What are the effects of medication on taste?

Some drugs cause food to taste differently, or they can cause a metallic, salty, or bitter taste in your mouth. Clinical studies have implicated over 250 drugs that can alter taste sensations. And, while it is not known exactly how these medications influence taste, it has been established that medications can have an impact on taste through decreased secretion of saliva. This side effect from certain medications can also lead to problems with chewing and swallowing food. In turn, some patients decrease their food intake, which can be dangerous for many people—especially those who are older or who already have health problems. If your symptom is significant, please call our office as sometimes there can be alternative solutions.

Is it safe to take drugs that have expired?

Today the general consensus from pharmaceutical professionals is that most expired drugs are safe to take for a limited period of time after the expiration date. The expiration date on both prescription and non-prescription medication signifies that the drug will remain at full potency up until that date. However, this does not mean that drugs past this expiration date are necessarily unsafe to use or are spoiled.
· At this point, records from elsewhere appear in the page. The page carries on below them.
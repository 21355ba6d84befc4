// crates/vault-harness-launcher/src/registry.rs
// ============================================================================
// Module: Instance Registry
// Description: Process-wide registry of launched application instances.
// Purpose: Give the exit-all drain a view of every instance this harness
//          started, replacing the OS process-table scan of older harnesses.
// Dependencies: tokio, tracing, vault-harness-core
// ============================================================================

//! ## Overview
//! Each successful launch registers its shared channel here under the child
//! pid. [`InstanceRegistry::exit_all`] asks every live instance to exit, then
//! polls until none remain or the deadline elapses. The registry holds weak
//! references only; an instance whose handle was dropped is reclaimed by
//! kill-on-drop and disappears from the registry on the next prune.

// ============================================================================
// SECTION: Imports
// ============================================================================

use std::sync::Arc;
use std::sync::Mutex;
use std::sync::OnceLock;
use std::sync::Weak;
use std::time::Duration;

use tokio::sync::Mutex as AsyncMutex;
use tokio::time::sleep;
use tracing::info;
use tracing::warn;
use vault_harness_core::HarnessError;
use vault_harness_core::timeouts::POLL_INTERVAL;

use crate::app::AppChannel;

// ============================================================================
// SECTION: Registry
// ============================================================================

/// A registered instance: pid plus a weak handle to its channel.
#[derive(Debug)]
struct Registered {
    /// OS process id reported at readiness.
    pid: u32,
    /// Weak reference to the shared channel.
    channel: Weak<AsyncMutex<AppChannel>>,
}

/// Registry of application instances launched by this harness process.
#[derive(Debug, Default)]
pub struct InstanceRegistry {
    /// Registered instances; pruned on access.
    inner: Mutex<Vec<Registered>>,
}

impl InstanceRegistry {
    /// Returns the process-wide registry shared by both launch variants.
    #[must_use]
    pub fn global() -> &'static Self {
        static GLOBAL: OnceLock<InstanceRegistry> = OnceLock::new();
        GLOBAL.get_or_init(Self::default)
    }

    /// Records a launched instance.
    pub(crate) fn register(&self, pid: u32, channel: &Arc<AsyncMutex<AppChannel>>) {
        if let Ok(mut entries) = self.inner.lock() {
            entries.push(Registered { pid, channel: Arc::downgrade(channel) });
        }
    }

    /// Returns the live registered channels, pruning dropped entries.
    fn live(&self) -> Vec<(u32, Arc<AsyncMutex<AppChannel>>)> {
        self.inner.lock().map_or_else(
            |_| Vec::new(),
            |mut entries| {
                entries.retain(|entry| entry.channel.strong_count() > 0);
                entries
                    .iter()
                    .filter_map(|entry| entry.channel.upgrade().map(|arc| (entry.pid, arc)))
                    .collect()
            },
        )
    }

    /// Pids of registered instances whose processes have not exited yet.
    pub async fn live_pids(&self) -> Vec<u32> {
        let mut pids = Vec::new();
        for (pid, channel) in self.live() {
            let mut guard = channel.lock().await;
            if guard.exit_status().is_none() {
                pids.push(pid);
            }
        }
        pids
    }

    /// Asks every registered instance to exit and waits until none remain.
    ///
    /// # Errors
    ///
    /// Returns [`HarnessError::ExitAllTimeout`] with the pids still alive
    /// when the deadline elapses.
    pub async fn exit_all(&self, deadline: Duration) -> Result<(), HarnessError> {
        let instances = self.live();
        if instances.is_empty() {
            return Ok(());
        }
        info!(count = instances.len(), "requesting exit of running instances");
        for (pid, channel) in &instances {
            let mut guard = channel.lock().await;
            if guard.exit_status().is_some() {
                continue;
            }
            if let Err(err) = guard.control.send_exit().await {
                warn!(pid, error = %err, "exit request not delivered");
            }
        }

        let started = tokio::time::Instant::now();
        loop {
            let mut remaining = Vec::new();
            for (pid, channel) in &instances {
                let mut guard = channel.lock().await;
                if guard.exit_status().is_none() {
                    remaining.push(*pid);
                }
            }
            if remaining.is_empty() {
                info!("all registered instances exited");
                return Ok(());
            }
            if started.elapsed() >= deadline {
                return Err(HarnessError::ExitAllTimeout { waited: deadline, remaining });
            }
            sleep(POLL_INTERVAL).await;
        }
    }
}
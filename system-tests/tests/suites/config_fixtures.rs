// system-tests/tests/suites/config_fixtures.rs
// ============================================================================
// Module: Configuration and Fixture Tests
// Description: End-to-end coverage of the pre-launch fixture staging.
// Purpose: Validate the fresh-config overwrite, the stale-blob escape hatch,
//          and the fixture database naming template.
// Dependencies: system-tests helpers, vault-harness-core, vault-harness-launcher
// ============================================================================

//! ## Overview
//! Before each launch the harness overwrites the configuration blob and
//! writes the fixture databases into the working directory. These tests pin
//! the overwrite semantics and the `test{n}.vaultdb` naming template against
//! a running application.

#![allow(
    clippy::expect_used,
    clippy::unwrap_used,
    clippy::panic,
    reason = "Test-only assertions favor direct unwrap/expect for clarity."
)]

use vault_harness_core::AppConfig;
use vault_harness_core::HarnessError;
use vault_harness_core::fixtures;
use vault_harness_core::fixtures::CONFIG_FILE_NAME;
use vault_harness_core::options::DatabaseCount;
use vault_harness_launcher::AppInstance;

use crate::helpers::harness;

#[tokio::test]
async fn a_fresh_launch_overwrites_a_stale_configuration_blob() {
    let mut instance = AppInstance::new(harness::stub_exe()).expect("instance");
    std::fs::write(instance.workdir().join(CONFIG_FILE_NAME), "not a configuration")
        .expect("stale blob written");

    instance.start(&harness::suite_options()).await.expect("launch overwrites the blob");

    let raw = std::fs::read_to_string(instance.workdir().join(CONFIG_FILE_NAME))
        .expect("configuration blob exists");
    let config = AppConfig::from_toml_str(&raw).expect("canned blob parses");
    assert_eq!(config, AppConfig::startup_default());

    instance.shutdown(harness::SUITE_TIMEOUT).await.expect("shutdown");
}

#[tokio::test]
async fn a_stale_blob_is_honored_when_fresh_config_is_off() {
    let mut instance = AppInstance::new(harness::stub_exe()).expect("instance");
    std::fs::write(instance.workdir().join(CONFIG_FILE_NAME), "not a configuration")
        .expect("stale blob written");

    let options = harness::suite_options().with_fresh_config(false);
    let err = instance.start(&options).await.unwrap_err();
    // The application read the stale blob and refused to start.
    assert!(matches!(err, HarnessError::AppExited { status: Some(2) }));
}

#[tokio::test]
async fn fixture_databases_follow_the_naming_template() {
    let mut instance = AppInstance::new(harness::stub_exe()).expect("instance");
    let options = harness::suite_options().with_databases(DatabaseCount::new(2));
    let databases = instance.start(&options).await.expect("starts").databases().to_vec();

    assert_eq!(
        databases,
        vec![
            instance.workdir().join(fixtures::database_file_name(1)),
            instance.workdir().join(fixtures::database_file_name(2)),
        ]
    );
    for path in &databases {
        let raw = std::fs::read(path).expect("fixture contents");
        assert_eq!(raw, fixtures::TEMPLATE_DATABASE);
    }

    instance.shutdown(harness::SUITE_TIMEOUT).await.expect("shutdown");
}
Before taking a pill beyond the expiration date, keep in mind that liquid medications and medications that have been stored in a warm, moist environment degrade more quickly than solid medications that have been stored in a cool dry place. All of the above being stated, use your own good judgment. The wisest choice with an expired drug is to call your pharmacy and ask before you take even one dose. After all, good health is a collaborative effort!